■ EXERCISE GOAL
Would you please print the data a second time, exactly as it stands?

*** THE RECORDS Section Begins ***

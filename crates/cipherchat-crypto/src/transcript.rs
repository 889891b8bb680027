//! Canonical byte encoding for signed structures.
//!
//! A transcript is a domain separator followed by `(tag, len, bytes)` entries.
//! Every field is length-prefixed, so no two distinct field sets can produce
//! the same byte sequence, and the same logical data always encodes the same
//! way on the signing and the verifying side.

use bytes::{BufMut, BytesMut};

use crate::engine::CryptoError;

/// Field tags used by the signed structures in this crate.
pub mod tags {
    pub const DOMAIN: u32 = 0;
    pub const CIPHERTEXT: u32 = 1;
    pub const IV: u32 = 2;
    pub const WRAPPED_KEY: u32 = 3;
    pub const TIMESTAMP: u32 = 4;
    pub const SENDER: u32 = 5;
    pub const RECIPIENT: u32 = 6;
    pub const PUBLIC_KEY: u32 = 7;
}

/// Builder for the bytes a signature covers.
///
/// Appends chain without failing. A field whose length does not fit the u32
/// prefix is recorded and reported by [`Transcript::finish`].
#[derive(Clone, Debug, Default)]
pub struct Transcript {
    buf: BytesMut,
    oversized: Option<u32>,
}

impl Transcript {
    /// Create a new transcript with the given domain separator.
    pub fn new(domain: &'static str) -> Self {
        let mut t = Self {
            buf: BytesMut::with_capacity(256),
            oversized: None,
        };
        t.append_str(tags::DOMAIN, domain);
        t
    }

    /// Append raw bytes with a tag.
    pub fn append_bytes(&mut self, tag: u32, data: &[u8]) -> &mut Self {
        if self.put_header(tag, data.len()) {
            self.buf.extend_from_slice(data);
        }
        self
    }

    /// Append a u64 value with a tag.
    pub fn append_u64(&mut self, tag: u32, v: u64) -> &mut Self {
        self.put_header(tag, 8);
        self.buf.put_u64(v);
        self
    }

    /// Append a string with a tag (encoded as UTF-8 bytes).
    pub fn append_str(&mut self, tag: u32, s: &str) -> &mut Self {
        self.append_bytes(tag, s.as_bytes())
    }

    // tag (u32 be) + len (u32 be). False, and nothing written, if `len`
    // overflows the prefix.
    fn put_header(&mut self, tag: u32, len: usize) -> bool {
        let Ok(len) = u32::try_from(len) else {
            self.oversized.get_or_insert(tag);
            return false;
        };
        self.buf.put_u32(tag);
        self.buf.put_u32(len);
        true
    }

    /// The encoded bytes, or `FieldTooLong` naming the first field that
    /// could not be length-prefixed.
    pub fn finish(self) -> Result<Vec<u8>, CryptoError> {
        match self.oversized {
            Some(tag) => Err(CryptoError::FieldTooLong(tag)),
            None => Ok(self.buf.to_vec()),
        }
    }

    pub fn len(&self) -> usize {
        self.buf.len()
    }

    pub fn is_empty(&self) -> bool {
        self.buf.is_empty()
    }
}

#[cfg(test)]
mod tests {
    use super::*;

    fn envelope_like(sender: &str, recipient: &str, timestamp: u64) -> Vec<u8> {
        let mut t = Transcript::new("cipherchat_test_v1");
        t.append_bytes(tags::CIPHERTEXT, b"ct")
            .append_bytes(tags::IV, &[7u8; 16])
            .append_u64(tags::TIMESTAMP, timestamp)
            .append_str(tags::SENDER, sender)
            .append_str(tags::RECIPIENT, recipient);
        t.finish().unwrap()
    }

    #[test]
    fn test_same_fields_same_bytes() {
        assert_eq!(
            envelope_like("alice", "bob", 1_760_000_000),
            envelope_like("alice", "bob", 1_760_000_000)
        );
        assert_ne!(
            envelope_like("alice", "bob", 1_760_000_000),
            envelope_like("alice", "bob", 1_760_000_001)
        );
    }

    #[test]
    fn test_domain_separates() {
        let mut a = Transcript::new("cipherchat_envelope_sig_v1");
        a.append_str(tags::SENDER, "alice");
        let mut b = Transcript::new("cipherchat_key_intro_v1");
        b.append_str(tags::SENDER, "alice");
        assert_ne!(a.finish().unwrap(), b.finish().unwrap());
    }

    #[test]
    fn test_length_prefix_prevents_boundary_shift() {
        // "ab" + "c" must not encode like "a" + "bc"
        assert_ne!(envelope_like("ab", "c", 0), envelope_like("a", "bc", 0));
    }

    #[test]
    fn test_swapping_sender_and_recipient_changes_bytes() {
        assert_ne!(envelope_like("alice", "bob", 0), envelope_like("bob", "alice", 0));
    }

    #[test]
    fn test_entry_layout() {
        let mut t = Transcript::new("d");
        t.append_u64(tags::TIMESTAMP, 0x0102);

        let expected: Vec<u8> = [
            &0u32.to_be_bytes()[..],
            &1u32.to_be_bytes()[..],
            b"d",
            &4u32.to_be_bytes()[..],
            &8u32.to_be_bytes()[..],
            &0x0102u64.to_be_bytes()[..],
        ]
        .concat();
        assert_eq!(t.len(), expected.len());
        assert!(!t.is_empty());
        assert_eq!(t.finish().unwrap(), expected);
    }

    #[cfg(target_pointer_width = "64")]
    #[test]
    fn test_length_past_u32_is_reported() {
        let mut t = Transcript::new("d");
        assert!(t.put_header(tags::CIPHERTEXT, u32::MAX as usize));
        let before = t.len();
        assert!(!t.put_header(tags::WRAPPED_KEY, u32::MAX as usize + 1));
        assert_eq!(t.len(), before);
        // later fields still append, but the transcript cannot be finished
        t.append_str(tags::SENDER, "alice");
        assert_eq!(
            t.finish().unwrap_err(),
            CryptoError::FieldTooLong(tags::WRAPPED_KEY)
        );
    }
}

*** THE RECORDS Section Ends ***

■ SOLVED EXERCISE
filename crates/cipherchat-crypto/src/transcript.rs
repository 889891b8bb680027
//! Canonical byte encoding for signed structures.
//!
//! A transcript is a domain separator followed by `(tag, len, bytes)` entries.
//! Every field is length-prefixed, so no two distinct field sets can produce
//! the same byte sequence, and the same logical data always encodes the same
//! way on the signing and the verifying side.

use bytes::{BufMut, BytesMut};

use crate::engine::CryptoError;

/// Field tags used by the signed structures in this crate.
pub mod tags {
    pub const DOMAIN: u32 = 0;
    pub const CIPHERTEXT: u32 = 1;
    pub const IV: u32 = 2;
    pub const WRAPPED_KEY: u32 = 3;
    pub const TIMESTAMP: u32 = 4;
    pub const SENDER: u32 = 5;
    pub const RECIPIENT: u32 = 6;
    pub const PUBLIC_KEY: u32 = 7;
}

/// Builder for the bytes a signature covers.
///
/// Appends chain without failing. A field whose length does not fit the u32
/// prefix is recorded and reported by [`Transcript::finish`].
#[derive(Clone, Debug, Default)]
pub struct Transcript {
    buf: BytesMut,
    oversized: Option<u32>,
}

impl Transcript {
    /// Create a new transcript with the given domain separator.
    pub fn new(domain: &'static str) -> Self {
        let mut t = Self {
            buf: BytesMut::with_capacity(256),
            oversized: None,
        };
        t.append_str(tags::DOMAIN, domain);
        t
    }

    /// Append raw bytes with a tag.
    pub fn append_bytes(&mut self, tag: u32, data: &[u8]) -> &mut Self {
        if self.put_header(tag, data.len()) {
            self.buf.extend_from_slice(data);
        }
        self
    }

    /// Append a u64 value with a tag.
    pub fn append_u64(&mut self, tag: u32, v: u64) -> &mut Self {
        self.put_header(tag, 8);
        self.buf.put_u64(v);
        self
    }

    /// Append a string with a tag (encoded as UTF-8 bytes).
    pub fn append_str(&mut self, tag: u32, s: &str) -> &mut Self {
        self.append_bytes(tag, s.as_bytes())
    }

    // tag (u32 be) + len (u32 be). False, and nothing written, if `len`
    // overflows the prefix.
    fn put_header(&mut self, tag: u32, len: usize) -> bool {
        let Ok(len) = u32::try_from(len) else {
            self.oversized.get_or_insert(tag);
            return false;
        };
        self.buf.put_u32(tag);
        self.buf.put_u32(len);
        true
    }

    /// The encoded bytes, or `FieldTooLong` naming the first field that
    /// could not be length-prefixed.
    pub fn finish(self) -> Result<Vec<u8>, CryptoError> {
        match self.oversized {
            Some(tag) => Err(CryptoError::FieldTooLong(tag)),
            None => Ok(self.buf.to_vec()),
        }
    }

    pub fn len(&self) -> usize {
        self.buf.len()
    }

    pub fn is_empty(&self) -> bool {
        self.buf.is_empty()
    }
}

#[cfg(test)]
mod tests {
    use super::*;

    fn envelope_like(sender: &str, recipient: &str, timestamp: u64) -> Vec<u8> {
        let mut t = Transcript::new("cipherchat_test_v1");
        t.append_bytes(tags::CIPHERTEXT, b"ct")
            .append_bytes(tags::IV, &[7u8; 16])
            .append_u64(tags::TIMESTAMP, timestamp)
            .append_str(tags::SENDER, sender)
            .append_str(tags::RECIPIENT, recipient);
        t.finish().unwrap()
    }

    #[test]
    fn test_same_fields_same_bytes() {
        assert_eq!(
            envelope_like("alice", "bob", 1_760_000_000),
            envelope_like("alice", "bob", 1_760_000_000)
        );
        assert_ne!(
            envelope_like("alice", "bob", 1_760_000_000),
            envelope_like("alice", "bob", 1_760_000_001)
        );
    }

    #[test]
    fn test_domain_separates() {
        let mut a = Transcript::new("cipherchat_envelope_sig_v1");
        a.append_str(tags::SENDER, "alice");
        let mut b = Transcript::new("cipherchat_key_intro_v1");
        b.append_str(tags::SENDER, "alice");
        assert_ne!(a.finish().unwrap(), b.finish().unwrap());
    }

    #[test]
    fn test_length_prefix_prevents_boundary_shift() {
        // "ab" + "c" must not encode like "a" + "bc"
        assert_ne!(envelope_like("ab", "c", 0), envelope_like("a", "bc", 0));
    }

    #[test]
    fn test_swapping_sender_and_recipient_changes_bytes() {
        assert_ne!(envelope_like("alice", "bob", 0), envelope_like("bob", "alice", 0));
    }

    #[test]
    fn test_entry_layout() {
        let mut t = Transcript::new("d");
        t.append_u64(tags::TIMESTAMP, 0x0102);

        let expected: Vec<u8> = [
            &0u32.to_be_bytes()[..],
            &1u32.to_be_bytes()[..],
            b"d",
            &4u32.to_be_bytes()[..],
            &8u32.to_be_bytes()[..],
            &0x0102u64.to_be_bytes()[..],
        ]
        .concat();
        assert_eq!(t.len(), expected.len());
        assert!(!t.is_empty());
        assert_eq!(t.finish().unwrap(), expected);
    }

    #[cfg(target_pointer_width = "64")]
    #[test]
    fn test_length_past_u32_is_reported() {
        let mut t = Transcript::new("d");
        assert!(t.put_header(tags::CIPHERTEXT, u32::MAX as usize));
        let before = t.len();
        assert!(!t.put_header(tags::WRAPPED_KEY, u32::MAX as usize + 1));
        assert_eq!(t.len(), before);
        // later fields still append, but the transcript cannot be finished
        t.append_str(tags::SENDER, "alice");
        assert_eq!(
            t.finish().unwrap_err(),
            CryptoError::FieldTooLong(tags::WRAPPED_KEY)
        );
    }
}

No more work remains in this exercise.